Pelo trabalho para o exame, a empresa foi contratada por 151,7 milhões de reais. A mesma Valid ainda tem um outro contrato com a União no valor de 143,1 milhões. Esse último para aplicar as provas do Sistema de Avaliação da Educação Básica (Saeb), do Exame Nacional de Desempenho dos Estudantes (Enade) e do Exame Nacional para Certificação de Competência de Jovens e Adultos (Encceja). Agora, ela será notificada para se explicar. Há a possibilidade de punições para a empresa. O Inep não soube precisar quais seriam essas sanções previstas nos contratos.
A confusão envolvendo as provas do Enem começaram em março do ano passado, quando a empresa que era responsável pela impressão das provas desde 2009, a RR Donnelley, declarou falência. Foi então que a Valid, a segunda qualificada em um certame de 2016 vencido pela RR Donnelley, foi contratada sem licitação alguma. A contratação teve o aval do Tribunal de Contas da União.
Prova furtada em 2009
Em 2009, o Enem também teve outra falha, quando três pessoas furtaram as provas da gráfica que a imprimia, a Plural, e tentaram vendê-la. O caso resultou no adiamento na realização das provas e na demissão do então presidente do órgão. Foi a partir de então que a RR Donnelley passou a prestar o serviço ao Governo.
Quando decretou a falência, a gráfica então responsável pelas provas já deveria estar começando seu processo de impressão. No mercado editorial havia a sinalização de que haveria problemas no Enem, que acabaram se confirmando neste fim de semana, quando alunos se queixaram das falhas nas redes sociais e o MEC as admitiu publicamente, dizendo que montaria uma força-tarefa com o Inep para analisar os casos. “A manifestação das pessoas nas redes sociais, junto com nosso 0800, permitiu que nós pudéssemos notar essas inconsistências e corrigi-las a tempo”, afirmou Lopes.
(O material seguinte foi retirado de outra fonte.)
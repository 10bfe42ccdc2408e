// Copyright (c) 2025 Felix Kahle.
//
// Permission is hereby granted, free of charge, to any person obtaining
// a copy of this software and associated documentation files (the
// "Software"), to deal in the Software without restriction, including
// without limitation the rights to use, copy, modify, merge, publish,
// distribute, sublicense, and/or sell copies of the Software, and to
// permit persons to whom the Software is furnished to do so, subject to
// the following conditions:
//
// The above copyright notice and this permission notice shall be
// included in all copies or substantial portions of the Software.
//
// THE SOFTWARE IS PROVIDED "AS IS", WITHOUT WARRANTY OF ANY KIND,
// EXPRESS OR IMPLIED, INCLUDING BUT NOT LIMITED TO THE WARRANTIES OF
// MERCHANTABILITY, FITNESS FOR A PARTICULAR PURPOSE AND
// NONINFRINGEMENT. IN NO EVENT SHALL THE AUTHORS OR COPYRIGHT HOLDERS BE
// LIABLE FOR ANY CLAIM, DAMAGES OR OTHER LIABILITY, WHETHER IN AN ACTION
// OF CONTRACT, TORT OR OTHERWISE, ARISING FROM, OUT OF OR IN CONNECTION
// WITH THE SOFTWARE OR THE USE OR OTHER DEALINGS IN THE SOFTWARE.

pub trait IdentifierMarkerName: Copy {
    const NAME: &'static str;
}

#[repr(transparent)]
#[must_use]
#[derive(Debug, Clone, Copy, PartialEq, Eq, Hash, PartialOrd, Ord)]
pub struct Identifier<I, U>(I, core::marker::PhantomData<U>);

impl<I, U> Identifier<I, U> {
    #[inline]
    pub fn new(id: I) -> Self {
        Self(id, core::marker::PhantomData)
    }

    #[inline]
    pub fn value(&self) -> &I {
        &self.0
    }

    #[inline]
    pub fn into_inner(self) -> I {
        self.0
    }
}

impl<I: AsRef<str>, U> Identifier<I, U> {
    #[inline]
    pub fn as_str(&self) -> &str {
        self.0.as_ref()
    }
}

impl<I, U> std::fmt::Display for Identifier<I, U>
where
    I: std::fmt::Display,
    U: IdentifierMarkerName,
{
    fn fmt(&self, f: &mut std::fmt::Formatter<'_>) -> std::fmt::Result {
        write!(f, "{}({})", U::NAME, self.0)
    }
}

impl<I, U> serde::Serialize for Identifier<I, U>
where
    I: serde::Serialize,
{
    fn serialize<S: serde::Serializer>(&self, serializer: S) -> Result<S::Ok, S::Error> {
        self.0.serialize(serializer)
    }
}

/// Priority tier of a requester. The variant order is the sort order:
/// `High` compares smallest so that an ascending sort puts the highest
/// tier first.
#[derive(Debug, Clone, Copy, Default, PartialEq, Eq, Hash, PartialOrd, Ord)]
pub enum Priority {
    High,
    #[default]
    Medium,
    Low,
}

impl Priority {
    pub const NAME_HIGH: &'static str = "High";
    pub const NAME_MEDIUM: &'static str = "Medium";
    pub const NAME_LOW: &'static str = "Low";

    /// Numeric tier as used by the input format: 1 = high, 2 = medium, 3 = low.
    #[inline]
    pub fn tier(&self) -> u8 {
        match self {
            Priority::High => 1,
            Priority::Medium => 2,
            Priority::Low => 3,
        }
    }

    #[inline]
    pub fn from_tier(tier: i64) -> Option<Self> {
        match tier {
            1 => Some(Priority::High),
            2 => Some(Priority::Medium),
            3 => Some(Priority::Low),
            _ => None,
        }
    }

    /// Additive need-score bonus. The spread between the highest and lowest
    /// bonus must stay below the deficit weight so a quota deficit of one
    /// can never be overturned by priority alone.
    #[inline]
    pub fn bonus(&self) -> i64 {
        match self {
            Priority::High => 2,
            Priority::Medium => 1,
            Priority::Low => 0,
        }
    }
}

impl std::fmt::Display for Priority {
    fn fmt(&self, f: &mut std::fmt::Formatter<'_>) -> std::fmt::Result {
        let name = match self {
            Priority::High => Self::NAME_HIGH,
            Priority::Medium => Self::NAME_MEDIUM,
            Priority::Low => Self::NAME_LOW,
        };
        write!(f, "{}", name)
    }
}
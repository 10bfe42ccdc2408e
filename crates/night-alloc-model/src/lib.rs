// Copyright (c) 2025 Felix Kahle.
//
// Permission is hereby granted, free of charge, to any person obtaining
// a copy of this software and associated documentation files (the
// "Software"), to deal in the Software without restriction, including
// without limitation the rights to use, copy, modify, merge, publish,
// distribute, sublicense, and/or sell copies of the Software, and to
// permit persons to whom the Software is furnished to do so, subject to
// the following conditions:
//
// The above copyright notice and this permission notice shall be
// included in all copies or substantial portions of the Software.
//
// THE SOFTWARE IS PROVIDED "AS IS", WITHOUT WARRANTY OF ANY KIND,
// EXPRESS OR IMPLIED, INCLUDING BUT NOT LIMITED TO THE WARRANTIES OF
// MERCHANTABILITY, FITNESS FOR A PARTICULAR PURPOSE AND
// NONINFRINGEMENT. IN NO EVENT SHALL THE AUTHORS OR COPYRIGHT HOLDERS BE
// LIABLE FOR ANY CLAIM, DAMAGES OR OTHER LIABILITY, WHETHER IN AN ACTION
// OF CONTRACT, TORT OR OTHERWISE, ARISING FROM, OUT OF OR IN CONNECTION
// WITH THE SOFTWARE OR THE USE OR OTHER DEALINGS IN THE SOFTWARE.

//! Data model for the night assignment engine: requesters and their
//! requested nights, the night universe, validated problem construction,
//! CSV loading, finished schedules and schedule validation.

pub mod common;
pub mod problem;
pub mod solution;
pub mod validation;

pub mod prelude {
    pub use crate::common::{Identifier, IdentifierMarkerName, Priority};
    pub use crate::problem::builder::{ProblemBuilder, RequesterRow};
    pub use crate::problem::err::{LoaderError, ValidationError};
    pub use crate::problem::loader::ProblemLoader;
    pub use crate::problem::night::{NightDate, NightRange};
    pub use crate::problem::prob::{NightUniverse, Problem};
    pub use crate::problem::req::{Requester, RequesterContainer, RequesterIdentifier};
    pub use crate::solution::sol::Solution;
    pub use crate::validation::err::SolutionValidationError;
    pub use crate::validation::SolutionValidator;
}
// Copyright (c) 2025 Felix Kahle.
//
// Permission is hereby granted, free of charge, to any person obtaining
// a copy of this software and associated documentation files (the
// "Software"), to deal in the Software without restriction, including
// without limitation the rights to use, copy, modify, merge, publish,
// distribute, sublicense, and/or sell copies of the Software, and to
// permit persons to whom the Software is furnished to do so, subject to
// the following conditions:
//
// The above copyright notice and this permission notice shall be
// included in all copies or substantial portions of the Software.
//
// THE SOFTWARE IS PROVIDED "AS IS", WITHOUT WARRANTY OF ANY KIND,
// EXPRESS OR IMPLIED, INCLUDING BUT NOT LIMITED TO THE WARRANTIES OF
// MERCHANTABILITY, FITNESS FOR A PARTICULAR PURPOSE AND
// NONINFRINGEMENT. IN NO EVENT SHALL THE AUTHORS OR COPYRIGHT HOLDERS BE
// LIABLE FOR ANY CLAIM, DAMAGES OR OTHER LIABILITY, WHETHER IN AN ACTION
// OF CONTRACT, TORT OR OTHERWISE, ARISING FROM, OUT OF OR IN CONNECTION
// WITH THE SOFTWARE OR THE USE OR OTHER DEALINGS IN THE SOFTWARE.

use crate::engine::context::RunContext;
use crate::engine::err::InvalidStrategyError;
use night_alloc_model::problem::night::NightDate;
use std::str::FromStr;

/// One per-night assignment policy. Every strategy sees the same ranked
/// night sequence; it decides candidate order and quota handling within
/// a single night.
pub trait Strategy {
    fn name(&self) -> &'static str;

    /// Fills one night from the requesters who asked for it, up to the
    /// headcount, never booking anyone twice on the same night.
    fn assign_night(&self, ctx: &mut RunContext<'_>, night: NightDate);
}

#[derive(Debug, Clone, Copy, Default, PartialEq, Eq, Hash)]
pub enum StrategyKind {
    #[default]
    Balanced,
    Coverage,
    Satisfaction,
}

impl StrategyKind {
    pub const NAME_BALANCED: &'static str = "balanced";
    pub const NAME_COVERAGE: &'static str = "coverage";
    pub const NAME_SATISFACTION: &'static str = "satisfaction";

    #[inline]
    pub fn as_str(&self) -> &'static str {
        match self {
            StrategyKind::Balanced => Self::NAME_BALANCED,
            StrategyKind::Coverage => Self::NAME_COVERAGE,
            StrategyKind::Satisfaction => Self::NAME_SATISFACTION,
        }
    }
}

impl std::fmt::Display for StrategyKind {
    fn fmt(&self, f: &mut std::fmt::Formatter<'_>) -> std::fmt::Result {
        write!(f, "{}", self.as_str())
    }
}

impl FromStr for StrategyKind {
    type Err = InvalidStrategyError;

    fn from_str(s: &str) -> Result<Self, Self::Err> {
        match s.trim().to_ascii_lowercase().as_str() {
            Self::NAME_BALANCED => Ok(StrategyKind::Balanced),
            Self::NAME_COVERAGE => Ok(StrategyKind::Coverage),
            Self::NAME_SATISFACTION => Ok(StrategyKind::Satisfaction),
            _ => Err(InvalidStrategyError::new(s)),
        }
    }
}
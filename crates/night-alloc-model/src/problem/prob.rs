// Copyright (c) 2025 Felix Kahle.
//
// Permission is hereby granted, free of charge, to any person obtaining
// a copy of this software and associated documentation files (the
// "Software"), to deal in the Software without restriction, including
// without limitation the rights to use, copy, modify, merge, publish,
// distribute, sublicense, and/or sell copies of the Software, and to
// permit persons to whom the Software is furnished to do so, subject to
// the following conditions:
//
// The above copyright notice and this permission notice shall be
// included in all copies or substantial portions of the Software.
//
// THE SOFTWARE IS PROVIDED "AS IS", WITHOUT WARRANTY OF ANY KIND,
// EXPRESS OR IMPLIED, INCLUDING BUT NOT LIMITED TO THE WARRANTIES OF
// MERCHANTABILITY, FITNESS FOR A PARTICULAR PURPOSE AND
// NONINFRINGEMENT. IN NO EVENT SHALL THE AUTHORS OR COPYRIGHT HOLDERS BE
// LIABLE FOR ANY CLAIM, DAMAGES OR OTHER LIABILITY, WHETHER IN AN ACTION
// OF CONTRACT, TORT OR OTHERWISE, ARISING FROM, OUT OF OR IN CONNECTION
// WITH THE SOFTWARE OR THE USE OR OTHER DEALINGS IN THE SOFTWARE.

use crate::problem::night::{NightDate, NightRange};
use crate::problem::req::{Requester, RequesterContainer, RequesterIdentifier};
use std::collections::{BTreeMap, BTreeSet};

/// Where the set of schedulable nights comes from.
#[derive(Debug, Clone, Copy, PartialEq, Eq, Hash)]
pub enum NightUniverse {
    /// The union of all dates appearing in any requester's request set.
    Sparse,
    /// Every date in an explicit inclusive range, requested or not.
    Dense(NightRange),
}

impl NightUniverse {
    #[inline]
    pub fn is_dense(&self) -> bool {
        matches!(self, NightUniverse::Dense(_))
    }
}

/// The immutable input to one optimization run: the requester pool, the
/// night universe, the uniform per-night headcount, and the reverse index
/// from nights to the requesters who asked for them.
///
/// Invariant: a night has an index entry iff at least one requester
/// requested it and, in dense mode, it lies inside the configured range.
/// Requests outside a dense range are dropped from the index (they remain
/// visible in the requester's own request set).
#[derive(Debug, Clone)]
pub struct Problem {
    requesters: RequesterContainer,
    universe: NightUniverse,
    slots_per_night: u32,
    nights: BTreeSet<NightDate>,
    requests_by_night: BTreeMap<NightDate, Vec<RequesterIdentifier>>,
}

impl Problem {
    /// Builds the problem and its request index in a single pass over the
    /// requester pool. Only reachable through `ProblemBuilder`, which has
    /// already validated the inputs.
    pub(crate) fn new(
        requesters: RequesterContainer,
        universe: NightUniverse,
        slots_per_night: u32,
    ) -> Self {
        let mut requests_by_night: BTreeMap<NightDate, Vec<RequesterIdentifier>> = BTreeMap::new();
        for requester in requesters.iter() {
            for &night in requester.requests() {
                if let NightUniverse::Dense(range) = universe {
                    if !range.contains(night) {
                        tracing::debug!(
                            requester = %requester.id(),
                            night = %night,
                            "dropping request outside the configured night range"
                        );
                        continue;
                    }
                }
                requests_by_night
                    .entry(night)
                    .or_default()
                    .push(requester.id().clone());
            }
        }

        let nights: BTreeSet<NightDate> = match universe {
            NightUniverse::Sparse => requests_by_night.keys().copied().collect(),
            NightUniverse::Dense(range) => range.iter().collect(),
        };

        Self {
            requesters,
            universe,
            slots_per_night,
            nights,
            requests_by_night,
        }
    }

    #[inline]
    pub fn requesters(&self) -> &RequesterContainer {
        &self.requesters
    }

    #[inline]
    pub fn requester(&self, id: &RequesterIdentifier) -> Option<&Requester> {
        self.requesters.get(id)
    }

    #[inline]
    pub fn universe(&self) -> NightUniverse {
        self.universe
    }

    #[inline]
    pub fn is_dense(&self) -> bool {
        self.universe.is_dense()
    }

    #[inline]
    pub fn slots_per_night(&self) -> u32 {
        self.slots_per_night
    }

    /// All nights of the universe in calendar order. In dense mode this
    /// includes nights nobody requested.
    #[inline]
    pub fn nights(&self) -> impl Iterator<Item = NightDate> + '_ {
        self.nights.iter().copied()
    }

    #[inline]
    pub fn night_count(&self) -> usize {
        self.nights.len()
    }

    #[inline]
    pub fn contains_night(&self, night: NightDate) -> bool {
        self.nights.contains(&night)
    }

    /// Requesters who asked for the given night, in input order. Empty for
    /// nights nobody requested.
    #[inline]
    pub fn requesters_for_night(&self, night: NightDate) -> &[RequesterIdentifier] {
        self.requests_by_night
            .get(&night)
            .map(Vec::as_slice)
            .unwrap_or(&[])
    }

    #[inline]
    pub fn requested_night_count(&self, night: NightDate) -> usize {
        self.requesters_for_night(night).len()
    }

    /// Total required slots across the universe.
    #[inline]
    pub fn total_slots(&self) -> usize {
        self.nights.len() * self.slots_per_night as usize
    }
}

#[cfg(test)]
mod tests {
    use super::*;
    use crate::common::Priority;
    use crate::problem::req::RequesterIdentifier;
    use chrono::NaiveDate;

    #[inline]
    fn rid(s: &str) -> RequesterIdentifier {
        RequesterIdentifier::new(s.to_string())
    }

    #[inline]
    fn nd(y: i32, m: u32, d: u32) -> NightDate {
        NightDate::new(NaiveDate::from_ymd_opt(y, m, d).unwrap())
    }

    fn requester(id: &str, nights: &[NightDate]) -> Requester {
        Requester::new(
            rid(id),
            id.to_uppercase(),
            1,
            Priority::Medium,
            nights.iter().copied(),
        )
    }

    fn container(rs: Vec<Requester>) -> RequesterContainer {
        rs.into_iter().collect()
    }

    #[test]
    fn test_sparse_universe_is_union_of_requests() {
        let c = container(vec![
            requester("a", &[nd(2025, 3, 1), nd(2025, 3, 3)]),
            requester("b", &[nd(2025, 3, 3), nd(2025, 3, 5)]),
        ]);
        let p = Problem::new(c, NightUniverse::Sparse, 1);
        let nights: Vec<_> = p.nights().collect();
        assert_eq!(nights, vec![nd(2025, 3, 1), nd(2025, 3, 3), nd(2025, 3, 5)]);
        assert_eq!(p.night_count(), 3);
    }

    #[test]
    fn test_index_entry_iff_requested() {
        let c = container(vec![requester("a", &[nd(2025, 3, 1)])]);
        let p = Problem::new(c, NightUniverse::Sparse, 2);
        assert_eq!(p.requesters_for_night(nd(2025, 3, 1)), &[rid("a")]);
        assert!(p.requesters_for_night(nd(2025, 3, 2)).is_empty());
    }

    #[test]
    fn test_index_preserves_input_order_per_night() {
        let shared = nd(2025, 3, 1);
        let c = container(vec![
            requester("zeta", &[shared]),
            requester("alpha", &[shared]),
        ]);
        let p = Problem::new(c, NightUniverse::Sparse, 1);
        assert_eq!(
            p.requesters_for_night(shared),
            &[rid("zeta"), rid("alpha")]
        );
    }

    #[test]
    fn test_dense_universe_includes_unrequested_nights() {
        let range = NightRange::new(nd(2025, 3, 1), nd(2025, 3, 4)).unwrap();
        let c = container(vec![requester("a", &[nd(2025, 3, 2)])]);
        let p = Problem::new(c, NightUniverse::Dense(range), 1);
        assert_eq!(p.night_count(), 4);
        assert!(p.is_dense());
        assert!(p.contains_night(nd(2025, 3, 4)));
        assert!(p.requesters_for_night(nd(2025, 3, 4)).is_empty());
    }

    #[test]
    fn test_dense_universe_drops_out_of_range_requests() {
        let range = NightRange::new(nd(2025, 3, 1), nd(2025, 3, 2)).unwrap();
        let c = container(vec![requester("a", &[nd(2025, 3, 2), nd(2025, 4, 1)])]);
        let p = Problem::new(c, NightUniverse::Dense(range), 1);
        assert_eq!(p.requesters_for_night(nd(2025, 3, 2)), &[rid("a")]);
        assert!(p.requesters_for_night(nd(2025, 4, 1)).is_empty());
        assert!(!p.contains_night(nd(2025, 4, 1)));
        // The raw request set still records what was asked for.
        assert!(p.requester(&rid("a")).unwrap().has_requested(nd(2025, 4, 1)));
    }

    #[test]
    fn test_total_slots() {
        let range = NightRange::new(nd(2025, 3, 1), nd(2025, 3, 3)).unwrap();
        let p = Problem::new(container(vec![]), NightUniverse::Dense(range), 2);
        assert_eq!(p.total_slots(), 6);
    }
}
Ele considerou positivo o resultado final do exame. “Quando se corrige a tempo, considero que é uma vitória”.
Um dos trabalhos dessa força-tarefa, formada por 300 servidores públicos e funcionários do consórcio que elaborou as provas, era checar os relatos dos candidatos que enviaram mensagens para o Inep. As reclamações foram encaminhadas por e-mail e o prazo para fazê-las era de menos de 24 horas. Esgotou-se na manhã de segunda-feira, quando 172.000 queixas foram enviadas. Conforme o presidente do Inep, todos os 3,9 milhões de candidatos tiveram suas notas revisadas. “Não foi apenas quem mandou o e-mail ”, afirmou Lopes.